La SNCF a dévoilé le 8 janvier 2026 son nouveau service premium, remplaçant l’ancienne “Business Première”, et pour l’instant limité à la ligne Paris-Lyon du lundi au vendredi. Dans ces espaces dédiés de 39 places, les voyageurs bénéficient d’un accompagnement personnalisé, de salons Grand Voyageur, de repas gastronomiques, d’un Wi-Fi haut débit et d’une ambiance propice au travail ou à la détente. Mais la règle est claire : “accessible à partir de 12 ans”, les plus jeunes étant relégués au reste du train.
Initialement formulée comme “les enfants ne sont pas acceptés”, cette interdiction a été adoucie dans la communication officielle, tout en maintenant l’essentiel. Une continuité de l’ancienne offre, où cette restriction existait déjà, et qui ne concerne que 8 % des places totales. Ironie du sort : les animaux de compagnie sont les bienvenus, pour 10 euros le billet.
Cette initiative s’inscrit dans une tendance croissante des espaces “no kids” – hôtels, restaurants, vols – mais elle interpelle d’autant plus que la SNCF, en tant que service public, est censée accueillir tous les publics. Les associations familiales montent au créneau.
Pour la haute-commissaire à l’Enfance, ce “n’est pas une option dans un service public »
“Les Adultes de demain”, dédié à l’enfance, dénonce une priorisation des professionnels au détriment des parents, sans contrepartie comme des wagons adaptés aux enfants – allées élargies, espaces ludiques ou rangements pour poussettes. Sur les réseaux sociaux, Instagram et X en tête, les témoignages affluent : familles évoquant les galères des voyages en train avec des espaces non pensés pour les petits.
La haute-commissaire à l’Enfance, Sarah El Haïry, n’a pas mâché ses mots : “Le no kids n’est pas une option dans un service public.” Elle insiste sur le fait que voyager avec des enfants est une réalité à accompagner, non un problème à écarter, et a proposé une rencontre au PDG de la SNCF, Jean Castex. Des parents et associations soulignent que cette mesure exclut les plus jeunes de l’espace public, rendant les déplacements plus complexes pour les familles.

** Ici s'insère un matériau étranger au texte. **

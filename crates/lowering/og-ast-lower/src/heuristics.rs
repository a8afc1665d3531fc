//! Textual disambiguation rules
//!
//! Some distinctions are not carried by the parse tree's structure and are
//! read from a production's source text instead. Every predicate here takes
//! compact text (whitespace removed, see [`og_syntax::compact`]).

use og_ast::ChannelDirection;

/// Pointer-indirection marker of receivers and embedded fields
pub const POINTER_MARKER: char = '*';

/// Wildcard spelling of a default case
pub const WILDCARD: &str = "_";

/// Alias text meaning "merge into the current namespace"
pub const MERGE_MARKERS: [char; 2] = ['.', ':'];

/// Whether a receiver, embedded field or receiver type is a pointer
pub fn has_pointer_marker(text: &str) -> bool {
    text.contains(POINTER_MARKER)
}

/// Whether an inc/dec statement increments
pub fn is_increment(text: &str) -> bool {
    text.contains("++")
}

/// Operator of an assignment
///
/// A one-character operator can only be plain assignment and is normalized
/// to `=`; compound operators are kept as written.
pub fn normalize_assign_op(text: &str) -> String {
    if text.chars().count() == 1 {
        "=".to_string()
    } else {
        text.to_string()
    }
}

/// Whether an import spec without alias identifier merges the package
/// namespace
///
/// `text` is the spec's text outside its path.
pub fn has_merge_marker(text: &str) -> bool {
    text.contains(MERGE_MARKERS)
}

/// Whether a switch or comm case is the default case
pub fn is_wildcard_case(text: &str) -> bool {
    text == WILDCARD
}

/// How the sub-expressions of a slice production map to its bounds
#[derive(Debug, Clone, Copy, PartialEq, Eq)]
pub struct SliceShape {
    /// `[low:high:max]` rather than `[low:high]`
    pub three_bound: bool,
    /// Whether the first sub-expression is the low bound
    pub has_low: bool,
}

/// Reads the bound layout of a slice from its text
///
/// The text is split on `:`. Two segments make a two-bound slice, three a
/// three-bound one. A first segment of at most one character (just the
/// opening bracket) means the low bound was omitted. Any other segment count
/// is unrecognized and yields `None`.
pub fn slice_shape(text: &str) -> Option<SliceShape> {
    let segments: Vec<&str> = text.split(':').collect();
    let three_bound = match segments.len() {
        2 => false,
        3 => true,
        _ => return None,
    };
    Some(SliceShape {
        three_bound,
        has_low: segments[0].chars().count() > 1,
    })
}

/// Direction of a channel type from its `chan` declaration text
pub fn channel_direction(text: &str) -> Option<ChannelDirection> {
    match text {
        "chan" => Some(ChannelDirection::Both),
        "chan<-" => Some(ChannelDirection::Send),
        "<-chan" => Some(ChannelDirection::Recv),
        _ => None,
    }
}

/// Whether a statement terminator ends a counted line
pub fn is_counted_terminator(text: &str, at_end_of_input: bool) -> bool {
    at_end_of_input || text == ";"
}

#[cfg(test)]
mod tests {
    use super::*;

    #[test]
    fn pointer_marker() {
        assert!(has_pointer_marker("(*Foo)"));
        assert!(has_pointer_marker("*Foo::bar"));
        assert!(!has_pointer_marker("Foo::bar"));
    }

    #[test]
    fn increment_marker() {
        assert!(is_increment("i++"));
        assert!(!is_increment("i--"));
        assert!(!is_increment("i+"));
    }

    #[test]
    fn assignment_operator() {
        assert_eq!(normalize_assign_op("="), "=");
        assert_eq!(normalize_assign_op("+="), "+=");
        assert_eq!(normalize_assign_op("<<="), "<<=");
    }

    #[test]
    fn merge_marker() {
        assert!(has_merge_marker("."));
        assert!(has_merge_marker(":"));
        assert!(!has_merge_marker(""));
        assert!(!has_merge_marker("z"));
    }

    #[test]
    fn wildcard_case() {
        assert!(is_wildcard_case("_"));
        assert!(!is_wildcard_case("__"));
        assert!(!is_wildcard_case("_x"));
    }

    #[test]
    fn slice_shapes() {
        let shape = |text| slice_shape(text).map(|shape| (shape.three_bound, shape.has_low));
        assert_eq!(shape("[:n]"), Some((false, false)));
        assert_eq!(shape("[n:]"), Some((false, true)));
        assert_eq!(shape("[n:m]"), Some((false, true)));
        assert_eq!(shape("[n:m:k]"), Some((true, true)));
        assert_eq!(shape("[:m:k]"), Some((true, false)));
        assert_eq!(shape("[n]"), None);
        assert_eq!(shape("[a:b:c:d]"), None);
    }

    #[test]
    fn channel_directions() {
        assert_eq!(channel_direction("chan"), Some(ChannelDirection::Both));
        assert_eq!(channel_direction("chan<-"), Some(ChannelDirection::Send));
        assert_eq!(channel_direction("<-chan"), Some(ChannelDirection::Recv));
        assert_eq!(channel_direction("<-"), None);
    }

    #[test]
    fn counted_terminators() {
        assert!(is_counted_terminator(";", false));
        assert!(is_counted_terminator("", true));
        assert!(!is_counted_terminator("", false));
    }
}
fn lower_arguments(ctx: &mut LoweringContext, node: &SyntaxNode) -> LowerResult<Arguments> {
    let span = ctx.span(node);
    let template = node
        .child(SyntaxKind::TemplateSpec)
        .map(|template| items::lower_template_spec(ctx, template))
        .transpose()?;
    let ty = types::optional_type(ctx, node)?;
    let args = optional_expression_list(ctx, node)?;
    let is_variadic = node.has_child(SyntaxKind::RestOp) || node.token_position("...").is_some();
    Ok(Arguments::new(ty, args, is_variadic, template, span))
}

fn lower_operand(ctx: &mut LoweringContext, node: &SyntaxNode) -> LowerResult<Operand> {
    ctx.expect_kind(node, SyntaxKind::Operand)?;
    let span = ctx.span(node);
    let inner = node
        .first_production()
        .ok_or_else(|| ctx.mismatch(node, "empty operand"))?;

    let kind = match inner.kind {
        SyntaxKind::Literal => OperandKind::Literal(lower_literal(ctx, inner)?),
        SyntaxKind::OperandName => OperandKind::Name(lower_operand_name(ctx, inner)?),
        SyntaxKind::MethodExpr => OperandKind::MethodExpr(lower_method_expr(ctx, inner)?),
        SyntaxKind::Expression => OperandKind::Paren(Box::new(lower_expression(ctx, inner)?)),
        other => return Err(ctx.mismatch(node, format!("unexpected `{other}`"))),
    };
    Ok(Operand::new(kind, span))
}

/// Plain, self-referencing or qualified name
fn lower_operand_name(ctx: &mut LoweringContext, node: &SyntaxNode) -> LowerResult<String> {
    if node.has_child(SyntaxKind::This) {
        return Ok(ctx.self_name().to_string());
    }
    if let Some(qualified) = node.child(SyntaxKind::QualifiedIdent) {
        return lower_qualified_ident(ctx, qualified);
    }
    ctx.identifier(node)
}
//! Snapshot dumps of lowered fixtures

use expect_test::expect;
use lowering_tests::{everything, load_fixture};
use og_ast::FileId;
use og_ast::dump::dump_source_file;
use og_ast_lower::lower_source_file;

#[test]
fn greeter_fixture() {
    let root = load_fixture("greeter").unwrap();
    let file = lower_source_file(&root, FileId(0)).unwrap();
    expect![[r#"
        package main @1
        import @2
          fmt as <inferred> @2
        method Greeter::greet(name string) @3
          expr (call fmt.Println "hi" name) @3
        func main() @4
          define g := (composite Greeter {}) @4
          expr (call (. g greet) "og") @5
          for define i := 0; (< i 3); incdec i++ @6
            assign total += i @6
    "#]]
    .assert_eq(&dump_source_file(&file));
}

#[test]
fn whole_unit() {
    let file = lower_source_file(&everything(), FileId(0)).unwrap();
    expect![[r#"
        package main @1
        import @2
          fmt as <inferred> @2
          strings as str @2
          math as <merge> @2
          os as <inferred> @3
        const @4
          limit int = 10 @4
        type @5
          Id = (int) @5
        type struct Box{items []T `json:"items"`; index map[string]*int; grid [4]byte; events <-chan int; hook func() (bool); sink interface{}; *Base; *clear()} @6
        type interface Reader{Read(p []byte) (int, error); io.Closer; Stringer} @16
        var @19
          counter int = 0 @19
          ready = @20
            if (> counter 0) @20
              expr true @20
            else @21
              expr false @21
        method *Box::push(xs ...T) (int) @23
          assign this.items = (call append this.items xs ...) @23
          return (call len this.items) @24
        func first<T>(xs []T) (T) @26
          return (index xs 0) @26
        func exit(code int) <extern> @28
        func main() @29
          define x := 1 @29
          assign x += 2 @30
          incdec x++ @31
          define ch := (call make chan int 1) @32
          send ch <- x @33
          empty @34
          expr (call fmt.Println this.count this (+ (- x) (paren (* x 2))) (slice list lo _) (slice list _ x 4) (assert value int) (conv float x) (method (*Box).push) (call make<int>)) @35
          define p, n, e, a, m, s, b := (composite Point {x: 1, 2: {3}, {}: 4, 5}), (composite []int {1}), (composite [...]int {1}), (composite [2]int {1, 2}), (composite map[string]int {}), (composite struct{} {}), (composite Box<int> {}) @36
          define cb := (func(n int) [1 stmts]) @37
          label outer @38
            for @38
              break outer @38
              continue @39
          goto outer @41
          if define y := x; (> y 0) @42
            expr (call positive) @42
          else if ready @43
            expr (call go_on) @43
          else @43
            incdec x-- @44
          switch define z := x; z @45
            case 1, 2 @45
              expr (call small) @45
              fallthrough @46
            case 3 @47
              expr (call three) @47
            case _ @47
              expr (call other) @47
          switch type v := value @49
            case int, string @49
              expr (call scalar) @49
            case _ @50
              expr (call other) @50
          select @52
            case send ch <- x @52
              expr (call sent) @52
            case recv msg := (<- ch) @53
              expr (call received) @53
            case recv x = (<- ch) @54
              expr (call stored) @54
            case _ @54
              expr (call idle) @54
          for define i := 0; (< i 10); incdec i++ @55
            expr (call tick) @55
          for k, v := range items @57
            expr (call visit) @57
          for x = range items @59
          for ready @60
            expr (call wait) @60
          go (call work) @61
          go func() @62
            expr (call work) @62
          defer (call (. fmt Println) "done") @64
          block @65
            expr (call scoped) @65
          var @67
            local int @67
          return @68
    "#]]
    .assert_eq(&dump_source_file(&file));
}
//! Errors raised while converting a tree-sitter parse into a syntax tree

use og_span::Span;
use thiserror::Error;

/// Failure to convert a tree-sitter node into a [`crate::SyntaxNode`]
#[derive(Error, Debug, Clone, PartialEq, Eq)]
pub enum SyntaxError {
    /// A named tree-sitter node has no matching production
    #[error("grammar `{grammar}` has no production for node kind `{kind}` at {span}")]
    UnknownNodeKind {
        /// Name of the grammar doing the conversion
        grammar: &'static str,
        /// The unmapped tree-sitter kind
        kind: String,
        /// Where the node sits in the source
        span: Span,
    },

    /// The parser reported an error or inserted a missing node
    #[error("source does not parse: {reason} at {span}")]
    Malformed {
        /// `error` or `missing <kind>`
        reason: String,
        /// Where the parser gave up
        span: Span,
    },
}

Sur le plan légal, la mesure tient la route, selon des experts en droit du transport. Xavier Gruwez et Dahlia Arfi-Elkaïm estiment qu’ »il s’agit d’une segmentation d’offre premium ciblant une clientèle professionnelle, sans discrimination généralisée. Néanmoins, elle pose des questions sociétales sur l’accès des enfants aux services publics. »
Le groupe ferroviaire français a tenté de se justifier
La SNCF a du faire face à une salve de critiques, ce jeudi, après une communication qui met en avant le refus des enfants dans une classe premium de ses TGV. Le groupe ferroviaire français a catégoriquement refusé d’inclure les très jeunes voyageurs dans ses trains.
Répondant à cette publication, la SNCF a assuré que «tous les enfants étaient les bienvenus à bord de ses trains» mais que la classe «Optimum» était pensée «pour les attentes spécifiques de nos clients professionnels». «Le forfait bambin et le billet enfant ne sont pas proposés dans cet espace, cela n’a rien d’une nouveauté, c’était déjà le cas depuis des années dans notre offre précédente Business Première», argumente la compagnie ferroviaire.
La compagnie ferroviaire présente cette classe comme un havre de calme pour les voyageurs d’affaires, sans viser à exclure les familles globalement.
Cette controverse met en lumière un clivage croissant entre besoins professionnels et impératifs familiaux dans les transports.
Reste à voir si la SNCF ajustera son offre face à la pression publique, ou si le “no kids” deviendra la norme dans les rails français.